Earlier today, I wired what I considered to be a modest ETL task to AWS Glue with 1 DPU. It was written in Python Shell. It ran for just over 10 minutes. In theory, this task queries a Microsoft SQL Server hosted in EC2 and produces 3,000,000 rows with about 250 columns and writes it to CSV. The CSV should come to about 2.5 GB. In practice, I get

Command Failed due to Out of Memory

from Glue. As far as I can tell, this error does not come from SQL; It comes from 1 DPU not being enough. Batching the queries and writes to CSV fixed this problem, but I did not wish to need to do that.

This confuses me very deeply. I do not consider 2.5 GB of data to be an unreasonable amount to ETL. As a person with a SQL background, I eat 2.5 GB for breakfast and I was doing this very same task in SSIS years ago. The Python does not do any complex manipulation of the data. It just grabs it from SQL and writes it to new CSV files on S3.

This gives me my question. AWS Glue is advertised as a cloud-scale ETL tool, but my experience described above indicates that it cannot manage modest ETL tasks.
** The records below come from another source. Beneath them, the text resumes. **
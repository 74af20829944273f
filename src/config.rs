//! Run configuration.
//!
//! Settings come from an optional JSON file and the command line, the latter
//! winning:
//!
//! ```json
//! {
//!   "data_folder": "sweeps/LED1_P1N2",
//!   "important_currents": [0.001, 0.005, 0.01, 0.02, 0.05, 0.1, 0.2, 0.5],
//!   "write_csv": true
//! }
//! ```

use std::path::{Path, PathBuf};

use anyhow::{bail, Context, Result};
use serde::Deserialize;

use crate::data::loader::ErrorPolicy;

/// Everything a run can be told, each field optional so layers can merge.
#[derive(Debug, Clone, Default, PartialEq, Deserialize)]
#[serde(default, deny_unknown_fields)]
pub struct RunConfig {
    /// Folder holding one sweep of `.ISD` files.
    pub data_folder: Option<PathBuf>,
    /// Drive currents (mA) for the "Chosen Spectra" sheet and the plot.
    pub important_currents: Option<Vec<f64>>,
    /// Where outputs go; defaults to the data folder.
    pub save_folder: Option<PathBuf>,
    /// Output base name without extension.
    pub save_filename: Option<String>,
    pub skip_invalid: Option<bool>,
    pub write_csv: Option<bool>,
    pub write_parquet: Option<bool>,
    pub plot: Option<bool>,
}

impl RunConfig {
    /// Load configuration from a JSON file.
    pub fn from_file(path: &Path) -> Result<Self> {
        let content = std::fs::read_to_string(path)
            .with_context(|| format!("Failed to read config file: {}", path.display()))?;
        Self::from_json(&content)
            .with_context(|| format!("Invalid config file: {}", path.display()))
    }

    pub fn from_json(content: &str) -> Result<Self> {
        serde_json::from_str(content).context("Failed to parse JSON configuration")
    }

    /// Fields set in `overrides` replace ours.
    pub fn merge(self, overrides: RunConfig) -> Self {
        RunConfig {
            data_folder: overrides.data_folder.or(self.data_folder),
            important_currents: overrides.important_currents.or(self.important_currents),
            save_folder: overrides.save_folder.or(self.save_folder),
            save_filename: overrides.save_filename.or(self.save_filename),
            skip_invalid: overrides.skip_invalid.or(self.skip_invalid),
            write_csv: overrides.write_csv.or(self.write_csv),
            write_parquet: overrides.write_parquet.or(self.write_parquet),
            plot: overrides.plot.or(self.plot),
        }
    }

    /// Fill in defaults. Fails if no data folder was given.
    pub fn into_settings(self) -> Result<Settings> {
        let Some(data_folder) = self.data_folder else {
            bail!("no data folder given");
        };

        let save_folder = self.save_folder.unwrap_or_else(|| data_folder.clone());
        let save_filename = match self.save_filename {
            Some(name) => name,
            None => default_save_filename(&data_folder)?,
        };
        let important_currents = self.important_currents.unwrap_or_default();
        if let Some(bad) = important_currents.iter().find(|c| !c.is_finite()) {
            bail!("important current must be a finite number, got {bad}");
        }

        Ok(Settings {
            data_folder,
            important_currents,
            save_folder,
            save_filename,
            policy: if self.skip_invalid.unwrap_or(false) {
                ErrorPolicy::Skip
            } else {
                ErrorPolicy::Abort
            },
            write_csv: self.write_csv.unwrap_or(false),
            write_parquet: self.write_parquet.unwrap_or(false),
            plot: self.plot.unwrap_or(true),
        })
    }
}

/// `<innermost folder name> Spectra`, e.g. `LED1_P1N2 Spectra`.
///
/// Paths ending in `.` or `..` are resolved against the filesystem first, so
/// running from inside the sweep folder still names the output after it.
pub fn default_save_filename(data_folder: &Path) -> Result<String> {
    let resolved = match data_folder.file_name() {
        Some(_) => data_folder.to_path_buf(),
        None => std::fs::canonicalize(data_folder)
            .with_context(|| format!("resolving folder {}", data_folder.display()))?,
    };
    let name = resolved
        .file_name()
        .with_context(|| format!("cannot name output after folder {}", data_folder.display()))?;
    Ok(format!("{} Spectra", name.to_string_lossy()))
}

/// Fully resolved settings for one run.
#[derive(Debug, Clone, PartialEq)]
pub struct Settings {
    pub data_folder: PathBuf,
    /// Empty means "use the default column subset".
    pub important_currents: Vec<f64>,
    pub save_folder: PathBuf,
    pub save_filename: String,
    pub policy: ErrorPolicy,
    pub write_csv: bool,
    pub write_parquet: bool,
    pub plot: bool,
}

impl Settings {
    pub fn with_defaults(data_folder: impl Into<PathBuf>) -> Result<Self> {
        RunConfig {
            data_folder: Some(data_folder.into()),
            ..RunConfig::default()
        }
        .into_settings()
    }

    pub fn workbook_path(&self) -> PathBuf {
        self.output_path(".xlsx")
    }

    /// `<save folder>/<save filename><suffix>`.
    pub fn output_path(&self, suffix: &str) -> PathBuf {
        self.save_folder.join(format!("{}{suffix}", self.save_filename))
    }
}

#[cfg(test)]
mod tests {
    use super::*;

    #[test]
    fn test_parse_config() {
        let json = r#"{
            "data_folder": "sweeps/LED1_P1N2",
            "important_currents": [0.1, 0.5],
            "save_filename": "run 7",
            "skip_invalid": true
        }"#;

        let config = RunConfig::from_json(json).unwrap();
        assert_eq!(config.data_folder, Some(PathBuf::from("sweeps/LED1_P1N2")));
        assert_eq!(config.important_currents, Some(vec![0.1, 0.5]));
        assert_eq!(config.save_filename.as_deref(), Some("run 7"));
        assert_eq!(config.skip_invalid, Some(true));
        assert_eq!(config.plot, None);
    }

    #[test]
    fn test_unknown_key_rejected() {
        assert!(RunConfig::from_json(r#"{ "data_dir": "x" }"#).is_err());
    }

    #[test]
    fn test_empty_config() {
        assert_eq!(RunConfig::from_json("{}").unwrap(), RunConfig::default());
    }

    #[test]
    fn test_overrides_win() {
        let file = RunConfig {
            data_folder: Some("a".into()),
            important_currents: Some(vec![1.0]),
            write_csv: Some(true),
            ..RunConfig::default()
        };
        let cli = RunConfig {
            data_folder: Some("b".into()),
            ..RunConfig::default()
        };
        let merged = file.merge(cli);
        assert_eq!(merged.data_folder, Some(PathBuf::from("b")));
        assert_eq!(merged.important_currents, Some(vec![1.0]));
        assert_eq!(merged.write_csv, Some(true));
    }

    #[test]
    fn test_defaults_follow_data_folder() {
        let settings = Settings::with_defaults("data/B2-10um/LED1_P1N2").unwrap();
        assert_eq!(settings.save_folder, PathBuf::from("data/B2-10um/LED1_P1N2"));
        assert_eq!(settings.save_filename, "LED1_P1N2 Spectra");
        assert_eq!(
            settings.workbook_path(),
            PathBuf::from("data/B2-10um/LED1_P1N2/LED1_P1N2 Spectra.xlsx")
        );
        assert_eq!(settings.policy, ErrorPolicy::Abort);
        assert!(settings.important_currents.is_empty());
        assert!(settings.plot);
        assert!(!settings.write_csv);
    }

    #[test]
    fn test_defaults_for_current_dir() {
        let cwd = std::env::current_dir().unwrap();
        let expected = format!("{} Spectra", cwd.file_name().unwrap().to_string_lossy());

        let settings = Settings::with_defaults(".").unwrap();
        assert_eq!(settings.save_filename, expected);
        assert_eq!(settings.save_folder, PathBuf::from("."));
    }

    #[test]
    fn test_defaults_for_parent_component() {
        let root = tempfile::tempdir().unwrap();
        let sweep = root.path().join("LED1_P1N2");
        std::fs::create_dir_all(sweep.join("raw")).unwrap();

        let settings = Settings::with_defaults(sweep.join("raw").join("..")).unwrap();
        assert_eq!(settings.save_filename, "LED1_P1N2 Spectra");
    }

    #[test]
    fn test_missing_data_folder() {
        assert!(RunConfig::default().into_settings().is_err());
    }

    #[test]
    fn test_non_finite_current_rejected() {
        let config = RunConfig {
            data_folder: Some("a".into()),
            important_currents: Some(vec![0.1, f64::NAN]),
            ..RunConfig::default()
        };
        assert!(config.into_settings().is_err());
    }
}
What am I missing and how can these limitations be overcome?

2

Answers


  1. I’m not familiar with Glue, but have you seen duckdb?

    It has a Python client, but is C++ under the hood and is very memory efficient compared to vanilla Python.

    It has ODBC support so you can connect directly to the SQL Server, do the query, and use CSV export to write directly to a temp file, and then use use Python to write that file where ever you need it.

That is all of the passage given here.